• **Problem to work on**: A single number is the whole answer: the tally of lines in the data below that include the word "runtime".

• **Record excerpts**:

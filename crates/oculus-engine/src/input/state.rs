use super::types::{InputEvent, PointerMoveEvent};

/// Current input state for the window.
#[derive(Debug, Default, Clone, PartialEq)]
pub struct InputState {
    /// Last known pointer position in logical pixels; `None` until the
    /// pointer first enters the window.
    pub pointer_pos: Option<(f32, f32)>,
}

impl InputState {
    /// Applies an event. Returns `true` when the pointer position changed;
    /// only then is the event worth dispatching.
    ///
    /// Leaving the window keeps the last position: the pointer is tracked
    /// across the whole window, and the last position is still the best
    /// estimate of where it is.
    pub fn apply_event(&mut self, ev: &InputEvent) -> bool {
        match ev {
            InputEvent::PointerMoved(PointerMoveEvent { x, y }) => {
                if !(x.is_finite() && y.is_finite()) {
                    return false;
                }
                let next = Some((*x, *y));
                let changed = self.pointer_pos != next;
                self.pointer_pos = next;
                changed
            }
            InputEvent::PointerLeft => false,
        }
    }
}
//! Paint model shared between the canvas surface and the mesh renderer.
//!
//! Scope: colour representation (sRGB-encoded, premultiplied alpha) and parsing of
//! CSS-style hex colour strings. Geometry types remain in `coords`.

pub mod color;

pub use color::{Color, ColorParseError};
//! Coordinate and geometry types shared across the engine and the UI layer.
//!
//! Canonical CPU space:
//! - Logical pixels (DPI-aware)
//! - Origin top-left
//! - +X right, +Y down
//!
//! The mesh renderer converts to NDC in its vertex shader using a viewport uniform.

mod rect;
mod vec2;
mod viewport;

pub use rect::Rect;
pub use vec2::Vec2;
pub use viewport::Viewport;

--

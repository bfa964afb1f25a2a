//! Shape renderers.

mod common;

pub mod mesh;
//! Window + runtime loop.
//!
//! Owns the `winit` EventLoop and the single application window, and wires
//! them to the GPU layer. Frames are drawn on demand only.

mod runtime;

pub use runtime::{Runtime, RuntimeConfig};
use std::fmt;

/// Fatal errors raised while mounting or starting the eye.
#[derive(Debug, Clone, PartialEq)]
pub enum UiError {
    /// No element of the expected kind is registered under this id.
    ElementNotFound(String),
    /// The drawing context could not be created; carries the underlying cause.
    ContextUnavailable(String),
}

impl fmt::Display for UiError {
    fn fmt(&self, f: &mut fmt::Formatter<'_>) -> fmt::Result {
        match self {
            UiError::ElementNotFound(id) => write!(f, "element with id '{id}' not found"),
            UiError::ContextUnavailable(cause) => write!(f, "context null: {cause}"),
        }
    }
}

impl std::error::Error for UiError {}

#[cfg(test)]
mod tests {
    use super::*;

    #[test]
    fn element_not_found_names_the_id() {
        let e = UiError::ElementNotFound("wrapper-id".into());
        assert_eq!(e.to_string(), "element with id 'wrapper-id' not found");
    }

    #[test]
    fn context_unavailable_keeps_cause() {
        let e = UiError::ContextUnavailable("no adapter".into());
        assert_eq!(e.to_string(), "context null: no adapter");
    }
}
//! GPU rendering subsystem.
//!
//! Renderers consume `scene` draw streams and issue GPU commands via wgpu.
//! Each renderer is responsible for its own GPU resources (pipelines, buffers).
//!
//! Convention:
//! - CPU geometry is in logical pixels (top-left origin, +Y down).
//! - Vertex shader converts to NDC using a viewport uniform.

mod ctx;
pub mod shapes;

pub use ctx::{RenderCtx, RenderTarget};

• **Solution**: 3